Rockingham Pottery: Ceramics in Nineteenth-Century America
Rockingham Pottery: Ceramics in Nineteenth-Century America opens on March 7, 2013, as a new installation in the Lora Robins Gallery of Design from Nature, University of Richmond Museums. In 2012, the University Museums received a gift of more than 200 pieces of Rockingham pottery from New York collectors Emma and Jay Lewis. The gift establishes the largest museum study collection of American Rockingham pottery on the East Coast. The selection featured in the installation includes both utilitarian and decorative ceramics, which highlight the range of styles, glazes, and materials found in American Rockingham ware and nineteenth-century ceramics.
Evolving from English roots to designs originating in America, the term “Rockingham” describes a dark brown glaze created by potters in Yorkshire, England, working at the estate of the Marquis of Rockingham. American potters, who immigrated from England in the early 1800s, adapted the glaze and its application techniques to the tastes of the new American market, where it quickly became one of the most popular wares of the nineteenth century.

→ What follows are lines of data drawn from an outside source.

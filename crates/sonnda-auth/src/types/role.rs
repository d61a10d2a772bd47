//! Actor roles.

use std::fmt;
use std::str::FromStr;

use serde::{Deserialize, Serialize};

/// The closed set of roles an identity can hold.
///
/// Roles are validated on every ingestion: deserialization and parsing
/// reject anything outside this set.
#[derive(Debug, Clone, Copy, PartialEq, Eq, Hash, Serialize, Deserialize)]
#[serde(rename_all = "UPPERCASE")]
pub enum Role {
    /// A patient; may only access their own record.
    Patient,
    /// A doctor; needs an approved grant to access another patient's record.
    Doctor,
    /// An administrator; bypasses ownership and grant checks.
    Admin,
}

impl Role {
    /// All roles, in declaration order.
    pub const ALL: [Role; 3] = [Role::Patient, Role::Doctor, Role::Admin];

    /// Returns the wire name of the role.
    #[must_use]
    pub fn as_str(&self) -> &'static str {
        match self {
            Self::Patient => "PATIENT",
            Self::Doctor => "DOCTOR",
            Self::Admin => "ADMIN",
        }
    }
}

impl fmt::Display for Role {
    fn fmt(&self, f: &mut fmt::Formatter<'_>) -> fmt::Result {
        f.write_str(self.as_str())
    }
}

/// Error returned when a string is not a known role.
#[derive(Debug, Clone, PartialEq, Eq, thiserror::Error)]
#[error("unknown role: {0}")]
pub struct RoleParseError(pub String);

impl FromStr for Role {
    type Err = RoleParseError;

    fn from_str(s: &str) -> Result<Self, Self::Err> {
        match s {
            "PATIENT" => Ok(Self::Patient),
            "DOCTOR" => Ok(Self::Doctor),
            "ADMIN" => Ok(Self::Admin),
            other => Err(RoleParseError(other.to_string())),
        }
    }
}
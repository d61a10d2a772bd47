//! Patient record ownership lookup.

use async_trait::async_trait;

use crate::AuthResult;
use crate::types::{IdentityId, PatientId};

/// Resolves which identity owns a patient record.
#[async_trait]
pub trait PatientDirectory: Send + Sync {
    /// Returns the owning identity of `patient`, or `None` if the record
    /// does not exist.
    ///
    /// # Errors
    ///
    /// Returns an error if the storage operation fails.
    async fn owner_of(&self, patient: PatientId) -> AuthResult<Option<IdentityId>>;
}
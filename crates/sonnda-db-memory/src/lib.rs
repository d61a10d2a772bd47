//! In-memory storage backend for the Sonnda identity and authorization core.
//!
//! This crate implements the storage traits from `sonnda-auth`:
//!
//! - [`sonnda_auth::CredentialStore`] with a unique email index
//! - [`sonnda_auth::GrantStore`] with serialized status transactions
//! - [`sonnda_auth::PatientDirectory`] for record ownership
//!
//! Identities and patients live in papaya lock-free maps. Grants and their
//! history share one async mutex so a transaction sees and writes both
//! consistently.
//!
//! # Example
//!
//! ```ignore
//! use std::sync::Arc;
//! use sonnda_db_memory::InMemoryAuthStorage;
//!
//! let storage = Arc::new(InMemoryAuthStorage::new());
//! storage.register_patient(PatientId::new(42), owner_id);
//! let ledger = AuthorizationLedger::new(storage.clone(), &config, clock);
//! ```

pub mod storage;
pub mod transaction;

pub use storage::InMemoryAuthStorage;
pub use transaction::InMemoryGrantTransaction;
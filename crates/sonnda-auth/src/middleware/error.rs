//! Error response handling.
//!
//! This module implements `IntoResponse` for `AuthError`. Client errors
//! carry their message; server errors are logged and rendered with a
//! generic message only.

use axum::{
    Json,
    http::{HeaderMap, HeaderValue, StatusCode, header},
    response::{IntoResponse, Response},
};
use serde_json::json;

use crate::error::AuthError;

impl IntoResponse for AuthError {
    fn into_response(self) -> Response {
        let status = status_code(&self);
        let code = self.error_code();

        let body = if self.is_server_error() {
            tracing::error!(error = %self, category = %self.category(), "Request failed");
            json!({ "error": code, "message": "internal server error" })
        } else {
            match &self {
                AuthError::Validation { field, message } => json!({
                    "error": code,
                    "field": field,
                    "message": message,
                }),
                AuthError::Unauthenticated { message } | AuthError::Forbidden { message } => {
                    json!({ "error": code, "message": message })
                }
                other => json!({ "error": code, "message": other.to_string() }),
            }
        };

        let mut headers = HeaderMap::new();
        if status == StatusCode::UNAUTHORIZED {
            headers.insert(
                header::WWW_AUTHENTICATE,
                HeaderValue::from_static("Bearer realm=\"sonnda\""),
            );
        }

        (status, headers, Json(body)).into_response()
    }
}

fn status_code(error: &AuthError) -> StatusCode {
    match error {
        AuthError::Validation { .. } => StatusCode::BAD_REQUEST,
        AuthError::EmailTaken => StatusCode::CONFLICT,
        AuthError::InvalidCredentials => StatusCode::UNAUTHORIZED,
        AuthError::Unauthenticated { .. } => StatusCode::UNAUTHORIZED,
        AuthError::Forbidden { .. } => StatusCode::FORBIDDEN,
        AuthError::InvalidTransition { .. } => StatusCode::CONFLICT,
        AuthError::NotFound { .. } => StatusCode::NOT_FOUND,
        AuthError::DuplicateKey { .. } => StatusCode::CONFLICT,
        AuthError::Conflict { .. } => StatusCode::CONFLICT,
        AuthError::Storage { .. } => StatusCode::INTERNAL_SERVER_ERROR,
        AuthError::Timeout { .. } => StatusCode::SERVICE_UNAVAILABLE,
        AuthError::Configuration { .. } => StatusCode::INTERNAL_SERVER_ERROR,
        AuthError::Internal { .. } => StatusCode::INTERNAL_SERVER_ERROR,
    }
}
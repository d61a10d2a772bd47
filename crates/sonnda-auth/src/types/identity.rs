//! Registered identities.

use serde::Serialize;
use time::OffsetDateTime;

use super::{IdentityId, Role};

/// A registered account.
///
/// The password credential is an opaque PHC string and is never serialized.
#[derive(Debug, Clone, Serialize)]
pub struct Identity {
    /// Store-assigned identifier.
    pub id: IdentityId,

    /// Unique, normalised email address.
    pub email: String,

    /// Argon2 PHC hash of the password.
    #[serde(skip_serializing)]
    pub password_hash: String,

    /// Role assigned at registration.
    pub role: Role,

    /// When the identity was registered.
    #[serde(with = "time::serde::rfc3339")]
    pub created_at: OffsetDateTime,

    /// When the identity was last updated.
    #[serde(with = "time::serde::rfc3339")]
    pub updated_at: OffsetDateTime,
}

/// An identity that has not been persisted yet.
#[derive(Debug, Clone)]
pub struct NewIdentity {
    pub email: String,
    pub password_hash: String,
    pub role: Role,
    pub created_at: OffsetDateTime,
}

impl NewIdentity {
    /// Materialises the stored identity once the store assigned an id.
    #[must_use]
    pub fn into_identity(self, id: IdentityId) -> Identity {
        Identity {
            id,
            email: self.email,
            password_hash: self.password_hash,
            role: self.role,
            created_at: self.created_at,
            updated_at: self.created_at,
        }
    }
}
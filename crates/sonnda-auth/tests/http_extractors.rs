mod common;

use axum::extract::FromRequestParts;
use axum::http::header::AUTHORIZATION;
use axum::http::{Request, StatusCode, request::Parts};
use axum::response::IntoResponse;
use common::Harness;
use sonnda_auth::prelude::*;
use tokio_test::{assert_err, assert_ok};

fn parts(authorization: Option<&str>) -> Parts {
    let mut builder = Request::builder().uri("/auth/me");
    if let Some(value) = authorization {
        builder = builder.header(AUTHORIZATION, value);
    }
    builder.body(()).unwrap().into_parts().0
}

async fn bearer(h: &Harness, email: &str) -> String {
    let outcome = h
        .credentials
        .login(&h.tokens, email, "password1")
        .await
        .unwrap();
    format!("Bearer {}", outcome.access_token)
}

#[tokio::test]
async fn actor_extractor_accepts_valid_bearer() {
    let h = Harness::new();
    let ana = h.register("ana@example.com", Role::Patient).await;
    let state = GateState::new(h.gate.clone());

    let mut parts = parts(Some(&bearer(&h, "ana@example.com").await));
    let Actor(actor) = assert_ok!(Actor::from_request_parts(&mut parts, &state).await);
    assert_eq!(actor.identity_id, ana.id);
    assert_eq!(actor.email, "ana@example.com");
}

#[tokio::test]
async fn actor_extractor_rejects_missing_or_bad_header() {
    let h = Harness::new();
    let state = GateState::new(h.gate.clone());

    for header in [None, Some("Basic dXNlcjpwYXNz"), Some("Bearer not.a.token")] {
        let mut parts = parts(header);
        let err = assert_err!(Actor::from_request_parts(&mut parts, &state).await);
        assert!(matches!(err, AuthError::Unauthenticated { .. }));

        let response = err.into_response();
        assert_eq!(response.status(), StatusCode::UNAUTHORIZED);
        assert!(response.headers().contains_key("www-authenticate"));
    }
}

#[tokio::test]
async fn admin_extractor_requires_admin_role() {
    let h = Harness::new();
    h.register("ana@example.com", Role::Patient).await;
    h.register("admin@example.com", Role::Admin).await;
    let state = GateState::new(h.gate.clone());

    let mut patient = parts(Some(&bearer(&h, "ana@example.com").await));
    let err = assert_err!(AdminActor::from_request_parts(&mut patient, &state).await);
    assert!(matches!(err, AuthError::Forbidden { .. }));
    assert_eq!(err.into_response().status(), StatusCode::FORBIDDEN);

    let mut admin = parts(Some(&bearer(&h, "admin@example.com").await));
    let AdminActor(actor) = assert_ok!(AdminActor::from_request_parts(&mut admin, &state).await);
    assert!(actor.is_admin());
}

Prominent modellers with works highlighted in the exhibition are Daniel Greatbatch and Charles Coxon. Greatbatch and Coxon were both English modellers who immigrated to the United States in the first quarter of the nineteenth-century. The installation is organized into themes that illustrate various glaze applications and the decorative motifs incorporated in the pieces. Two important works featured in the exhibition are a hound handle hunt pitcher modelled by Daniel Greatbatch and a Rebekah at the Well teapot modelled by Charles Coxon. These forms represent two of the most popular Rockingham designs produced, which were often copied by other manufacturers. The Rebekah at the Well teapot featured concepts of religion and womanhood, displaying important nineteenth-century American ideals through the imagery on the teapot. The hound-handled pitcher was a commonly copied design among Rockingham manufacturers and incorporated various popular hunt scenes.
Organized by the University of Richmond Museums the installation was curated by Richard Waller, Executive Director, University Museums and Richard Barnett, ’13, psychology major, University of Richmond.